February 23, 2017 By Ibrahim Tarawallie

In order to effectively and efficiently review advised on and monitor compliance and implementation, the Human Rights Commission of Sierra Leone (HRC-SL) yesterday conducted training on the interpretation of the three gender laws, as well as the Sexual Offences Act of 2012.

In 2007, the house of parliament enacted the three Gender Acts – the Domestic Violence Act, the Devolution of Estates Act and the Registration of Customary Marriage and Divorce Act to help put a stop to domestic violence against women and girls.

The training at the Lancelot Campbell Memorial Hall on Dundas Street in Freetown, which was supported by the Office of the High Commission for Human Rights, would help the commission in developing appropriate checklist for monitoring the implementation of the said laws.
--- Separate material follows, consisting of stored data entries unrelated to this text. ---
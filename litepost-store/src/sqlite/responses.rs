use std::time::Duration;

use chrono::{DateTime, Utc};
use litepost_core::types::StringMap;
use litepost_core::Response;
use sqlx::types::Json;
use sqlx::SqlitePool;

use crate::store::StoreError;

#[derive(sqlx::FromRow)]
struct ResponseRow {
    id: String,
    request_id: String,
    status_code: i64,
    headers: Json<StringMap>,
    body: String,
    size: i64,
    duration_ms: i64,
    created_at: DateTime<Utc>,
}

impl From<ResponseRow> for Response {
    fn from(r: ResponseRow) -> Self {
        Response {
            id: r.id,
            request_id: r.request_id,
            status_code: u16::try_from(r.status_code).unwrap_or_default(),
            headers: r.headers.0,
            body: r.body,
            size: u64::try_from(r.size).unwrap_or_default(),
            duration: Duration::from_millis(u64::try_from(r.duration_ms).unwrap_or_default()),
            created_at: r.created_at,
        }
    }
}

pub async fn save_response(pool: &SqlitePool, resp: &Response) -> Result<(), StoreError> {
    let result = sqlx::query(
        r#"
INSERT INTO responses
  (id, request_id, status_code, headers, body, size, duration_ms, created_at)
VALUES (?, ?, ?, ?, ?, ?, ?, ?)
ON CONFLICT (id) DO NOTHING
        "#,
    )
    .bind(&resp.id)
    .bind(&resp.request_id)
    .bind(i64::from(resp.status_code))
    .bind(Json(&resp.headers))
    .bind(&resp.body)
    .bind(i64::try_from(resp.size).unwrap_or(i64::MAX))
    .bind(i64::try_from(resp.duration.as_millis()).unwrap_or(i64::MAX))
    .bind(resp.created_at)
    .execute(pool)
    .await?;
    if result.rows_affected() == 0 {
        return Err(StoreError::DuplicateResponse(resp.id.clone()));
    }
    Ok(())
}

pub async fn responses_for_request(
    pool: &SqlitePool,
    request_id: &str,
) -> Result<Vec<Response>, StoreError> {
    let rows: Vec<ResponseRow> = sqlx::query_as(
        r#"
SELECT id, request_id, status_code, headers, body, size, duration_ms, created_at
FROM responses
WHERE request_id = ?
ORDER BY created_at DESC, id DESC
        "#,
    )
    .bind(request_id)
    .fetch_all(pool)
    .await?;
    Ok(rows.into_iter().map(Response::from).collect())
}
During the opening session, HRC-SL Vice Chairperson, Daphne Olu-Williams, urged staff members to take the training seriously as it would help in sharping their skills, while they wait for funds to carry out their activities.
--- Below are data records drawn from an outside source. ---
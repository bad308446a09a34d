use std::cell::RefCell;
use std::rc::Rc;
use std::time::Duration;

use rhai::{Dynamic, Engine, FnPtr, AST, FLOAT, INT};
use serde::Serialize;

/// `setTimeout` / `setInterval` backed by a queue owned by one script context.
///
/// Time is virtual: nothing sleeps. Once the script body has returned, due
/// callbacks run in deadline order while the clock stays within the budget;
/// whatever is left is cancelled when the context is dropped.
#[derive(Clone, Default)]
pub(crate) struct Timers {
    queue: Rc<RefCell<TimerQueue>>,
}

#[derive(Default)]
struct TimerQueue {
    now_ms: u64,
    next_id: INT,
    pending: Vec<Timer>,
}

struct Timer {
    id: INT,
    due_ms: u64,
    every_ms: Option<u64>,
    callback: FnPtr,
}

#[derive(Debug, Clone, Default, PartialEq, Eq, Serialize)]
pub struct TimerStats {
    pub fired: usize,
    pub cancelled: usize,
    /// Errors raised by callbacks. They never fail the enclosing script.
    pub errors: Vec<String>,
}

impl Timers {
    /// Register `setTimeout` / `setInterval` (delay optional, integer or
    /// float milliseconds) and `clearTimeout` / `clearInterval`.
    pub(crate) fn install(&self, engine: &mut Engine) {
        for (name, repeat) in [("setTimeout", false), ("setInterval", true)] {
            let t = self.clone();
            engine.register_fn(name, move |callback: FnPtr| t.schedule(callback, 0, repeat));
            let t = self.clone();
            engine.register_fn(name, move |callback: FnPtr, delay: INT| {
                t.schedule(callback, int_delay(delay), repeat)
            });
            let t = self.clone();
            engine.register_fn(name, move |callback: FnPtr, delay: FLOAT| {
                t.schedule(callback, float_delay(delay), repeat)
            });
        }
        let t = self.clone();
        engine.register_fn("clearTimeout", move |id: INT| t.cancel(id));
        let t = self.clone();
        engine.register_fn("clearInterval", move |id: INT| t.cancel(id));
    }

    fn schedule(&self, callback: FnPtr, delay_ms: u64, repeat: bool) -> INT {
        let mut q = self.queue.borrow_mut();
        q.next_id += 1;
        let id = q.next_id;
        let due_ms = q.now_ms.saturating_add(delay_ms);
        // A zero period would spin at one instant forever.
        let every_ms = repeat.then_some(delay_ms.max(1));
        q.pending.push(Timer {
            id,
            due_ms,
            every_ms,
            callback,
        });
        id
    }

    fn cancel(&self, id: INT) {
        self.queue.borrow_mut().pending.retain(|t| t.id != id);
    }

    pub(crate) fn pending(&self) -> usize {
        self.queue.borrow().pending.len()
    }

    /// Run due callbacks until the queue is empty, the next deadline lies past
    /// `budget`, or `max_callbacks` have fired. Cancels everything left.
    pub(crate) fn drain(
        &self,
        engine: &Engine,
        ast: &AST,
        budget: Duration,
        max_callbacks: usize,
    ) -> TimerStats {
        let budget_ms = u64::try_from(budget.as_millis()).unwrap_or(u64::MAX);
        let mut stats = TimerStats::default();

        while stats.fired < max_callbacks {
            // The borrow must end before the callback runs: it may schedule or clear timers.
            let Some(callback) = self.queue.borrow_mut().pop_due(budget_ms) else {
                break;
            };
            stats.fired += 1;
            if let Err(e) = callback.call::<Dynamic>(engine, ast, ()) {
                tracing::warn!(error = %e, "timer callback failed");
                stats.errors.push(e.to_string());
            }
        }

        stats.cancelled = self.cancel_all();
        stats
    }

    pub(crate) fn cancel_all(&self) -> usize {
        let mut q = self.queue.borrow_mut();
        let n = q.pending.len();
        q.pending.clear();
        n
    }
}

/// Negative delays mean "now".
fn int_delay(delay: INT) -> u64 {
    u64::try_from(delay).unwrap_or(0)
}

/// Fractional milliseconds are truncated; negative and NaN delays mean "now".
fn float_delay(delay: FLOAT) -> u64 {
    if delay.is_nan() || delay <= 0.0 {
        0
    } else {
        delay as u64
    }
}

impl TimerQueue {
    fn pop_due(&mut self, budget_ms: u64) -> Option<FnPtr> {
        let idx = self
            .pending
            .iter()
            .enumerate()
            .filter(|(_, t)| t.due_ms <= budget_ms)
            .min_by_key(|(_, t)| (t.due_ms, t.id))
            .map(|(i, _)| i)?;
        let timer = self.pending.swap_remove(idx);
        self.now_ms = timer.due_ms;
        let callback = timer.callback.clone();
        if let Some(every) = timer.every_ms {
            // Re-armed before the callback runs so it can clear itself.
            self.pending.push(Timer {
                due_ms: timer.due_ms.saturating_add(every),
                ..timer
            });
        }
        Some(callback)
    }
}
She also implored participants to stay out of the misconception that domestic violence was a women’s affair, saying that men can also be victim of such act.

Also, Women and Children’s Rights Officer, Ann Marie Balboa, stated that women and girls suffer discrimination in almost every sphere of life, including marriage, adoption and cultural practices.
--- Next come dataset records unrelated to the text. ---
use std::sync::Arc;

use tokio::sync::{OwnedSemaphorePermit, Semaphore};

/// Bounds the number of executions in flight. Closing it turns every
/// pending and future `acquire` into an error.
pub struct ConcurrencyLimits {
    global: Arc<Semaphore>,
}

#[derive(Debug, Clone, Copy, PartialEq, Eq, thiserror::Error)]
#[error("executor is closed")]
pub struct Closed;

impl ConcurrencyLimits {
    pub fn new(limit: usize) -> Self {
        Self {
            global: Arc::new(Semaphore::new(limit.max(1))),
        }
    }

    pub async fn acquire(&self) -> Result<ConcurrencyPermit, Closed> {
        let permit = self
            .global
            .clone()
            .acquire_owned()
            .await
            .map_err(|_| Closed)?;
        Ok(ConcurrencyPermit { _global: permit })
    }

    pub fn available(&self) -> usize {
        self.global.available_permits()
    }

    pub fn close(&self) {
        self.global.close();
    }

    pub fn is_closed(&self) -> bool {
        self.global.is_closed()
    }
}

pub struct ConcurrencyPermit {
    _global: OwnedSemaphorePermit,
}

#[cfg(test)]
mod tests {
    use super::*;

    #[tokio::test]
    async fn permits_are_returned_on_drop() {
        let limits = ConcurrencyLimits::new(2);
        let first = limits.acquire().await.unwrap();
        let _second = limits.acquire().await.unwrap();
        assert_eq!(limits.available(), 0);
        drop(first);
        assert_eq!(limits.available(), 1);
    }

    #[tokio::test]
    async fn closed_limits_reject_acquire() {
        let limits = ConcurrencyLimits::new(0);
        assert_eq!(limits.available(), 1);
        limits.close();
        assert!(limits.is_closed());
        assert!(limits.acquire().await.is_err());
    }
}
#![forbid(unsafe_code)]

pub mod memory;
pub mod sqlite;
pub mod store;

pub use crate::memory::MemoryStore;
pub use crate::sqlite::{run_migrations, SqliteStore};
pub use crate::store::{Storage, StoreError};
mod auth;
mod collection;
mod common;
mod environment;
mod request;
mod response;

pub use auth::{AuthConfig, AuthKind, AuthStrategy};
pub use collection::{Collection, CollectionSummary, Folder};
pub use common::{duration_ms, new_id, StringMap};
pub use environment::Environment;
pub use request::{BodyKind, Request, RequestBody, Test};
pub use response::Response;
She said they were frequent victims of domestic violence and other related problems which was why the enactment of the three gender laws was seen as a major step towards state compliance to international and regional human rights instruments.

She stressed the need for staff to be adequately trained and knowledgeable in the legal interpretations of the acts, adding that it was one thing to enact the laws but a quiet different thing to understand their contents, implementation and enforcement policies.

According to her, the training would further enhance the capacity of staff and the commission to measure the impact of the implementation of the three gender laws and the Sexual Offences Act, through which they would be capable of cataloging areas that needed to be improved upon.